Vitality of VaranasiEach evening, as the sun’s dying rays reflect off the expansive waters of the Ganges, hundreds of devotees and tourists gather on the ghats of the old Banaras for the evening aarti.
The streets of India never cease to amaze me—their sights and smells, their sounds and silences. In the city of Varanasi, there is spirituality, timelessness, culture, honesty and absurdity. From the holy banks of the Ganges to its uptown malls, the city brims with chaos and contradiction. On one hand, Varanasi is an assault to the senses; on the other, it is food for thought.
Each evening, as the sun’s dying rays reflect off the expansive waters of the Ganges, hundreds of devotees and tourists gather on the ghats of the old Banaras for the evening aarti.
This everyday ceremony reverberates with hymns, prayers, rituals and a palpable sense of spirituality. The aarti—an ornate oil lamp, lined with dozens of flames burning—is offered to the mother of all rivers, in an orchestra-like synchrony.
The mornings are punctuated by a cacophony of Siberian migratory birds that spread their wings to begin a journey spanning thousands of kilometres with the onset of winter every year.

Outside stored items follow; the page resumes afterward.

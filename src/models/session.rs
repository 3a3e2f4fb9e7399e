use chrono::{DateTime, Utc};
use uuid::Uuid;

#[derive(Debug, sqlx::FromRow)]
pub struct Session {
    pub id: Uuid,
    pub expires_at: DateTime<Utc>,
}

/// Session joined with its owning user, as fetched on authenticated requests.
/// Expiry is not filtered in SQL; the caller distinguishes "no such session"
/// from "session expired" and performs the lazy cleanup.
#[derive(Debug, sqlx::FromRow)]
pub struct SessionUser {
    pub user_id: Uuid,
    pub nickname: String,
    pub email: String,
    pub expires_at: DateTime<Utc>,
}

impl SessionUser {
    pub fn is_expired(&self) -> bool {
        self.expires_at < Utc::now()
    }
}

#[cfg(test)]
mod tests {
    use super::*;
    use chrono::Duration;

    fn session_user(expires_at: DateTime<Utc>) -> SessionUser {
        SessionUser {
            user_id: Uuid::new_v4(),
            nickname: "Alice".to_string(),
            email: "a@x.com".to_string(),
            expires_at,
        }
    }

    #[test]
    fn future_expiry_is_not_expired() {
        assert!(!session_user(Utc::now() + Duration::days(30)).is_expired());
    }

    #[test]
    fn past_expiry_is_expired() {
        assert!(session_user(Utc::now() - Duration::seconds(1)).is_expired());
    }
}
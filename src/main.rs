use prompt_gallery_accounts::{Config, build_rocket};
use rocket::{Build, Rocket};

#[rocket::launch]
fn rocket() -> Rocket<Build> {
    dotenvy::dotenv().ok();

    let config = Config::load().expect("Failed to load configuration");
    build_rocket(config)
}
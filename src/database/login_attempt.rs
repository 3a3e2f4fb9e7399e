use crate::database::postgres_repository::PostgresRepository;
use crate::error::app_error::AppError;
use chrono::{Duration, Utc};

impl PostgresRepository {
    /// Append to the login attempt trail. Rows are never deleted here;
    /// retention is an operational concern outside the service.
    pub async fn record_login_attempt(&self, ip_address: &str, email: &str, success: bool) -> Result<(), AppError> {
        sqlx::query(
            r#"
            INSERT INTO login_attempts (ip_address, email, success)
            VALUES ($1, $2, $3)
            "#,
        )
        .bind(ip_address)
        .bind(email)
        .bind(success)
        .execute(&self.pool)
        .await?;

        Ok(())
    }

    /// Count failed attempts from this IP inside the trailing window. This is
    /// a sliding window over timestamps: the count drops on its own as old
    /// attempts age out, with no reset action.
    pub async fn count_recent_failures(&self, ip_address: &str, window_minutes: i64) -> Result<i64, AppError> {
        let cutoff = Utc::now() - Duration::minutes(window_minutes);

        let count = sqlx::query_scalar::<_, i64>(
            r#"
            SELECT COUNT(*)
            FROM login_attempts
            WHERE ip_address = $1 AND success = FALSE AND attempt_time > $2
            "#,
        )
        .bind(ip_address)
        .bind(cutoff)
        .fetch_one(&self.pool)
        .await?;

        Ok(count)
    }
}

#[cfg(test)]
mod tests {
    #[tokio::test]
    #[ignore = "requires database"]
    async fn test_count_ignores_attempts_outside_window() {
        // Requires a running PostgreSQL at DATABASE_URL
    }

    #[tokio::test]
    #[ignore = "requires database"]
    async fn test_count_ignores_successful_attempts() {
        // Requires a running PostgreSQL at DATABASE_URL
    }
}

Looking at the river Ganges, one laments that it has been contaminated with toxic, human waste. Yet, people take a dip in it and even drink its waters. May be, if you have enough faith and conviction, you can actually transcend the filth.
The most frustrating part about the ghats are the innumerable stalls making a profit out of the faiths of thousands of pilgrims.
Devotees looking around for a spiritual experience or just for a quiet time along the banks of this calm river are constantly be pestered by annoying salesmen who want to sell you everything—from pooja paraphernalia to ganja.
Caught between chaos and solace, tradition and modernity, motion and stagnation, spontaneity and eternity, life and death, Varanasi is a city that make you wonder, if not wiser.